Probability output: Algorithms like Logistic Regression, Random Forest, Gradient Boosting, Adaboost, etc. give probability outputs. Converting probability outputs to class output is just a matter of creating a threshold probability.

Introduction

While data preparation and training of a machine learning model is a key step in the machine learning pipeline, it’s equally important to measure the performance of this trained model. How well the model generalizes on the unseen data is what defines adaptive vs non-adaptive machine learning models.

By using different metrics for performance evaluation, we should be in a position to improve the overall predictive power of our model before we roll it out for production on unseen data.

Without doing a proper evaluation of the ML model using different metrics, and depending only on accuracy, it can lead to a problem when the respective model is deployed on unseen data and can result in poor predictions.

This happens because, in cases like these, our models don’t learn but instead memorize; hence, they cannot generalize well on unseen data.

Model Evaluation Metrics

Let us now define the evaluation metrics for evaluating the performance of a machine learning model, which is an integral component of any data science project.
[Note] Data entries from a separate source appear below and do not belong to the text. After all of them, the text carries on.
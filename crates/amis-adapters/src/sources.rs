//! File-host adapters that list and download raw export files.

use std::path::PathBuf;
use std::sync::Arc;

use amis_storage::HttpFetcher;
use async_trait::async_trait;
use serde::{Deserialize, Serialize};
use tokio::fs;
use tracing::debug;

use crate::decode::has_recognized_extension;
use crate::AdapterError;

#[derive(Debug, Clone, PartialEq, Eq, Serialize, Deserialize)]
pub struct SourceFile {
    pub name: String,
    /// Download URL or local path.
    pub location: String,
    pub size: Option<u64>,
}

#[derive(Debug, Clone, Copy, PartialEq, Eq, Serialize, Deserialize)]
#[serde(rename_all = "snake_case")]
pub enum FileSourceKind {
    /// Directory listing through the GitHub contents API.
    GithubContents,
    LocalDir,
}

#[async_trait]
pub trait FileSource: Send + Sync {
    fn source_id(&self) -> &str;
    fn kind(&self) -> FileSourceKind;

    /// Files in the order the host lists them.
    async fn list_files(&self, http: &HttpFetcher) -> Result<Vec<SourceFile>, AdapterError>;

    async fn fetch_file(
        &self,
        http: &HttpFetcher,
        file: &SourceFile,
    ) -> Result<Vec<u8>, AdapterError>;
}

/// Keep only files whose extension the extractor understands.
pub fn recognized_files(files: Vec<SourceFile>) -> Vec<SourceFile> {
    files
        .into_iter()
        .filter(|f| has_recognized_extension(&f.name))
        .collect()
}

#[derive(Debug, Deserialize)]
struct GithubEntry {
    name: String,
    #[serde(rename = "type")]
    entry_type: String,
    #[serde(default)]
    size: Option<u64>,
    #[serde(default)]
    download_url: Option<String>,
}

/// Parse a GitHub contents API directory response.
pub fn parse_github_listing(body: &[u8]) -> Result<Vec<SourceFile>, AdapterError> {
    let entries: Vec<GithubEntry> = serde_json::from_slice(body)?;
    Ok(entries
        .into_iter()
        .filter(|e| e.entry_type == "file")
        .filter_map(|e| {
            let location = e.download_url?;
            Some(SourceFile {
                name: e.name,
                location,
                size: e.size,
            })
        })
        .collect())
}

#[derive(Debug, Clone)]
pub struct GithubContentsSource {
    source_id: String,
    listing_url: String,
}

impl GithubContentsSource {
    pub fn new(source_id: impl Into<String>, listing_url: impl Into<String>) -> Self {
        Self {
            source_id: source_id.into(),
            listing_url: listing_url.into(),
        }
    }
}

#[async_trait]
impl FileSource for GithubContentsSource {
    fn source_id(&self) -> &str {
        &self.source_id
    }

    fn kind(&self) -> FileSourceKind {
        FileSourceKind::GithubContents
    }

    async fn list_files(&self, http: &HttpFetcher) -> Result<Vec<SourceFile>, AdapterError> {
        let resp = http.get_bytes(&self.source_id, &self.listing_url).await?;
        let files = parse_github_listing(&resp.body)?;
        debug!(source_id = %self.source_id, files = files.len(), "listed github directory");
        Ok(files)
    }

    async fn fetch_file(
        &self,
        http: &HttpFetcher,
        file: &SourceFile,
    ) -> Result<Vec<u8>, AdapterError> {
        Ok(http.get_bytes(&self.source_id, &file.location).await?.body)
    }
}

#[derive(Debug, Clone)]
pub struct LocalDirSource {
    source_id: String,
    dir: PathBuf,
}

impl LocalDirSource {
    pub fn new(source_id: impl Into<String>, dir: impl Into<PathBuf>) -> Self {
        Self {
            source_id: source_id.into(),
            dir: dir.into(),
        }
    }
}

#[async_trait]
impl FileSource for LocalDirSource {
    fn source_id(&self) -> &str {
        &self.source_id
    }

    fn kind(&self) -> FileSourceKind {
        FileSourceKind::LocalDir
    }

    /// Sorted by file name so repeated runs see the same order.
    async fn list_files(&self, _http: &HttpFetcher) -> Result<Vec<SourceFile>, AdapterError> {
        let mut entries = fs::read_dir(&self.dir).await?;
        let mut files = Vec::new();
        while let Some(entry) = entries.next_entry().await? {
            let meta = entry.metadata().await?;
            if !meta.is_file() {
                continue;
            }
            files.push(SourceFile {
                name: entry.file_name().to_string_lossy().to_string(),
                location: entry.path().display().to_string(),
                size: Some(meta.len()),
            });
        }
        files.sort_by(|a, b| a.name.cmp(&b.name));
        Ok(files)
    }

    async fn fetch_file(
        &self,
        _http: &HttpFetcher,
        file: &SourceFile,
    ) -> Result<Vec<u8>, AdapterError> {
        Ok(fs::read(&file.location).await?)
    }
}

pub fn file_source_for(
    source_id: &str,
    kind: FileSourceKind,
    location: &str,
) -> Arc<dyn FileSource> {
    match kind {
        FileSourceKind::GithubContents => Arc::new(GithubContentsSource::new(source_id, location)),
        FileSourceKind::LocalDir => Arc::new(LocalDirSource::new(source_id, location)),
    }
}

#[cfg(test)]
mod tests {
    use super::*;
    use amis_storage::HttpClientConfig;
    use tempfile::tempdir;

    const LISTING: &str = r#"[
        {"name": "market_1150210.txt", "type": "file", "size": 1200,
         "download_url": "https://raw.githubusercontent.com/o/r/main/data/market_1150210.txt"},
        {"name": "archive", "type": "dir", "size": 0, "download_url": null},
        {"name": "README.md", "type": "file", "size": 10,
         "download_url": "https://raw.githubusercontent.com/o/r/main/data/README.md"},
        {"name": "MARKET_1150211.TXT", "type": "file",
         "download_url": "https://raw.githubusercontent.com/o/r/main/data/MARKET_1150211.TXT"}
    ]"#;

    #[test]
    fn github_listing_keeps_files_with_download_urls() {
        let files = parse_github_listing(LISTING.as_bytes()).unwrap();
        let names: Vec<_> = files.iter().map(|f| f.name.as_str()).collect();
        assert_eq!(names, vec!["market_1150210.txt", "README.md", "MARKET_1150211.TXT"]);
        assert_eq!(files[0].size, Some(1200));
        assert_eq!(files[2].size, None);
    }

    #[test]
    fn recognized_filter_drops_other_extensions() {
        let files = recognized_files(parse_github_listing(LISTING.as_bytes()).unwrap());
        let names: Vec<_> = files.iter().map(|f| f.name.as_str()).collect();
        assert_eq!(names, vec!["market_1150210.txt", "MARKET_1150211.TXT"]);
    }

    #[test]
    fn malformed_listing_is_an_error() {
        assert!(matches!(
            parse_github_listing(b"{\"message\": \"rate limited\"}"),
            Err(AdapterError::Json(_))
        ));
    }

    #[tokio::test]
    async fn local_dir_source_lists_sorted_and_reads_bytes() {
        let dir = tempdir().unwrap();
        std::fs::write(dir.path().join("market_1150211.txt"), b"second").unwrap();
        std::fs::write(dir.path().join("market_1150210.txt"), b"first").unwrap();
        std::fs::create_dir(dir.path().join("nested")).unwrap();

        let http = HttpFetcher::new(HttpClientConfig::default()).unwrap();
        let source = file_source_for("local", FileSourceKind::LocalDir, &dir.path().display().to_string());
        assert_eq!(source.kind(), FileSourceKind::LocalDir);
        let files = source.list_files(&http).await.unwrap();
        assert_eq!(files.len(), 2);
        assert_eq!(files[0].name, "market_1150210.txt");
        assert_eq!(source.fetch_file(&http, &files[0]).await.unwrap(), b"first");
    }
}
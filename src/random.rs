use std::collections::VecDeque;

use num_bigint::{BigUint, RandBigInt};
use rand::Rng;
use tracing::{debug, trace};

use crate::automaton::{BuildError, RegisterAutomaton};
use crate::guard::Guard;
use crate::math::Map;
use crate::symbol::{LabeledSymbol, Symbol};

/// The Champarnaud–Paranthoën counting table `C[t][p]` over arbitrary
/// precision integers, for a fixed alphabet size `m >= 2`. The recurrence is
///
/// - `C[1][j] = j * (j + 1) / 2`,
/// - `C[t][j] = 0` for `j < ceil(t / (m - 1))`,
/// - `C[t][j] = C[t][j - 1] + j * C[t - 1][j]` otherwise,
///
/// which counts the non-decreasing integer tuples the bijection maps to
/// minimal deterministic automata. Callers sampling many tuples for one
/// `(m, n)` pair should construct the table once and reuse it.
pub struct CountingTable {
    arity: usize,
    rows: Vec<Vec<BigUint>>,
}

impl CountingTable {
    /// Computes the table for alphabet size `m` with `t` ranging over
    /// `1..=t_max` and `p` over `0..=p_max`.
    ///
    /// # Panics
    ///
    /// Panics if `m < 2` or `t_max < 1`.
    pub fn new(m: usize, t_max: usize, p_max: usize) -> Self {
        assert!(m >= 2, "the alphabet must have at least two letters");
        assert!(t_max >= 1, "the table needs at least one row");

        let mut rows = Vec::with_capacity(t_max);
        let base: Vec<BigUint> =
            (0..=p_max).map(|j| BigUint::from(j * (j + 1) / 2)).collect();
        rows.push(base);

        for t in 2..=t_max {
            let threshold = t.div_ceil(m - 1);
            let mut row = vec![BigUint::from(0u32); p_max + 1];
            for j in 1..=p_max {
                if j < threshold {
                    continue;
                }
                let count = &row[j - 1] + BigUint::from(j) * &rows[t - 2][j];
                row[j] = count;
            }
            rows.push(row);
        }

        Self { arity: m, rows }
    }

    /// The table sized for sampling automata with `n` states over `m`
    /// letters, i.e. `t_max = n * (m - 1)` and `p_max = n`.
    pub fn for_automaton_size(m: usize, n: usize) -> Self {
        Self::new(m, n * (m - 1), n)
    }

    /// The entry `C[t][p]`.
    pub fn entry(&self, t: usize, p: usize) -> &BigUint {
        &self.rows[t - 1][p]
    }

    /// The largest tuple length the table covers.
    pub fn t_max(&self) -> usize {
        self.rows.len()
    }

    /// The largest element bound the table covers.
    pub fn p_max(&self) -> usize {
        self.rows[0].len() - 1
    }

    /// Samples a tuple uniformly from the set counted by `C[t_max][p_max]` by
    /// a decision walk over the table. The result is empty when the table
    /// counts nothing for these bounds, and otherwise a non-decreasing
    /// sequence of `t_max` integers in `[1, p_max]`.
    pub fn sample_tuple<R: Rng>(&self, rng: &mut R) -> Vec<usize> {
        let mut t = self.t_max();
        let mut p = self.p_max();

        if *self.entry(t, p) == BigUint::from(0u32) {
            return Vec::new();
        }

        // elements are discovered right-to-left
        let mut suffix = VecDeque::with_capacity(t);
        loop {
            if t == 1 {
                let d = draw(rng, self.entry(1, p));
                let mut x = 1usize;
                while BigUint::from(x * (x + 1) / 2) < d {
                    x += 1;
                }
                let mut tuple = Vec::with_capacity(suffix.len() + 1);
                tuple.push(x);
                tuple.extend(suffix);
                trace!("sampled tuple {tuple:?}");
                return tuple;
            }

            let d = draw(rng, self.entry(t, p));
            if p > 1 && d <= *self.entry(t, p - 1) {
                p -= 1;
            } else {
                suffix.push_front(p);
                t -= 1;
            }
        }
    }
}

/// A uniform draw from `[1, bound]`.
fn draw<R: Rng>(rng: &mut R, bound: &BigUint) -> BigUint {
    rng.gen_biguint_below(bound) + 1u32
}

/// The extended `m`-ary tree decoded from a sampled tuple. Internal nodes
/// have one child per alphabet letter, in alphabet order; every node carries
/// its access sequence of letter indices from the root.
#[derive(Clone, Debug, PartialEq, Eq)]
pub enum ExtendedTree {
    /// An internal node with exactly one child per letter.
    Node {
        /// Letter indices on the path from the root.
        access: Vec<usize>,
        /// Children in alphabet order.
        children: Vec<ExtendedTree>,
    },
    /// A leaf.
    Leaf {
        /// Letter indices on the path from the root.
        access: Vec<usize>,
    },
}

impl ExtendedTree {
    /// The access sequence of this node.
    pub fn access(&self) -> &[usize] {
        match self {
            ExtendedTree::Node { access, .. } | ExtendedTree::Leaf { access } => access,
        }
    }

    /// Decodes a sampled tuple into the extended tree it encodes. This is the
    /// inverse of the tuple bijection: the working list `[1] ++ tuple` is
    /// consumed left to right while the tree is built in depth-first order,
    /// one child per alphabet letter. Equal adjacent entries yield a leaf and
    /// consume one entry, unequal entries yield an internal node whose head
    /// entry tracks the number of internal nodes built so far.
    pub fn decode(tuple: &[usize], arity: usize) -> ExtendedTree {
        assert!(arity >= 2, "the alphabet must have at least two letters");
        let mut entries: VecDeque<usize> =
            std::iter::once(1).chain(tuple.iter().copied()).collect();
        Self::grow(&mut entries, Vec::new(), arity)
    }

    fn grow(entries: &mut VecDeque<usize>, access: Vec<usize>, arity: usize) -> ExtendedTree {
        let mut children = Vec::with_capacity(arity);
        for letter in 0..arity {
            let mut child_access = access.clone();
            child_access.push(letter);

            if entries.len() == 1 {
                // the saturated tail of the walk
                children.push(ExtendedTree::Leaf { access: child_access });
            } else if entries[0] == entries[1] {
                entries.pop_front();
                children.push(ExtendedTree::Leaf { access: child_access });
            } else {
                entries[0] += 1;
                children.push(Self::grow(entries, child_access, arity));
            }
        }
        ExtendedTree::Node { access, children }
    }
}

/// Samples a register automaton whose underlying structure is drawn uniformly
/// from the minimal deterministic automata with `n_states` states over the
/// given alphabet, following the Champarnaud–Paranthoën bijection.
///
/// Every internal tree node becomes a location; the root takes
/// `location_prefix` as its name and is initial. Acceptance of each location
/// is an independent Bernoulli draw with probability `accept_probability`.
/// Edges into leaves are closed back to a uniformly chosen location whose
/// access sequence precedes the leaf's, which is what turns the tree into a
/// minimal automaton. Every transition carries `default_guard` and an empty
/// assignment; alphabet letters become [`LabeledSymbol`]s of arity
/// `n_parameters` with parameters `p0`, `p1`, …. Registers mentioned by the
/// default guard are declared on the automaton.
///
/// All randomness is taken from `rng`; identical seeds produce identical
/// automata.
#[allow(clippy::too_many_arguments)]
pub fn champarnaud_paranthoen_ra<R: Rng>(
    n_states: usize,
    alphabet: &[String],
    n_parameters: usize,
    default_guard: &Guard,
    accept_probability: f64,
    location_prefix: &str,
    rng: &mut R,
) -> Result<RegisterAutomaton, BuildError> {
    assert!(n_states >= 1, "need at least one state");
    let m = alphabet.len();

    let table = CountingTable::for_automaton_size(m, n_states);
    let tuple = table.sample_tuple(rng);
    let tree = ExtendedTree::decode(&tuple, m);
    debug!("decoded tuple of length {} into tree", tuple.len());

    let symbols: Vec<LabeledSymbol> = alphabet
        .iter()
        .map(|letter| LabeledSymbol::with_arity(letter.clone(), n_parameters))
        .collect();

    // internal nodes in depth-first order, which coincides with the
    // lexicographic order of their access sequences
    let mut internals = Vec::new();
    collect_internals(&tree, &mut internals);

    let mut ra = RegisterAutomaton::new(location_prefix, rng.gen_bool(accept_probability));
    for symbol in default_guard.free_variables() {
        if let Symbol::Register(name) = symbol {
            ra.add_register(&name)?;
        }
    }

    let names: Vec<String> = internals
        .iter()
        .map(|node| location_name(location_prefix, node.access(), alphabet))
        .collect();
    for name in names.iter().skip(1) {
        ra.add_location(name, rng.gen_bool(accept_probability))?;
    }

    for (index, node) in internals.iter().enumerate() {
        let ExtendedTree::Node { children, .. } = node else { unreachable!() };
        for (letter, child) in children.iter().enumerate() {
            let target = match child {
                ExtendedTree::Node { access, .. } => {
                    location_name(location_prefix, access, alphabet)
                }
                ExtendedTree::Leaf { access } => {
                    // every node before the leaf in access order is a candidate
                    let bound = internals.partition_point(|n| n.access() < access.as_slice());
                    names[rng.gen_range(0..bound)].clone()
                }
            };
            ra.add_transition(
                &names[index],
                symbols[letter].clone(),
                default_guard.clone(),
                Map::default(),
                &target,
            )?;
        }
    }

    Ok(ra)
}

fn collect_internals<'t>(tree: &'t ExtendedTree, into: &mut Vec<&'t ExtendedTree>) {
    if let ExtendedTree::Node { children, .. } = tree {
        into.push(tree);
        for child in children {
            collect_internals(child, into);
        }
    }
}

fn location_name(prefix: &str, access: &[usize], alphabet: &[String]) -> String {
    if access.is_empty() {
        return prefix.to_string();
    }
    let path: String = access.iter().map(|&letter| alphabet[letter].as_str()).collect();
    format!("{prefix}_{path}")
}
It aims to estimate the generalization accuracy of a model on the future (unseen/out-of-sample) data.

Confusion Matrix

A confusion matrix is a matrix representation of the prediction results of any binary testing that is often used to describe the performance of the classification model (or “classifier”) on a set of test data for which the true values are known.

The confusion matrix itself is relatively simple to understand, but the related terminology can be confusing.

Each prediction can be one of the four outcomes, based on how it matches up to the actual value:

True Positive (TP): Predicted True and True in reality.
True Negative (TN): Predicted False and False in reality.
False Positive (FP): Predicted True and False in reality.
False Negative (FN): Predicted False and True in reality.

Now let us understand this concept using hypothesis testing.

A Hypothesis is a speculation or theory based on insufficient evidence that lends itself to further testing and experimentation. With further testing, a hypothesis can usually be proven true or false.

A Null Hypothesis is a hypothesis that says there is no statistical significance between the two variables in the hypothesis. It is the hypothesis that the researcher is trying to disprove.

We would always reject the null hypothesis when it is false, and we would accept the null hypothesis when it is indeed true.

Even though hypothesis tests are meant to be reliable, there are two types of errors that can occur.

These errors are known as Type 1 and Type II errors.

For example, when examining the effectiveness of a drug, the null hypothesis would be that the drug does not affect a disease.

Type I Error:- equivalent to False Positives(FP).

The first kind of error that is possible involves the rejection of a null hypothesis that is true.

Let’s go back to the example of a drug being used to treat a disease. If we reject the null hypothesis in this situation, then we claim that the drug does have some effect on a disease. But if the null hypothesis is true, then, in reality, the drug does not combat the disease at all. The drug is falsely claimed to have a positive effect on a disease.

Type II Error:- equivalent to False Negatives(FN).

The other kind of error occurs when we accept a false null hypothesis. This sort of error is called a type II error and is also referred to as an error of the second kind.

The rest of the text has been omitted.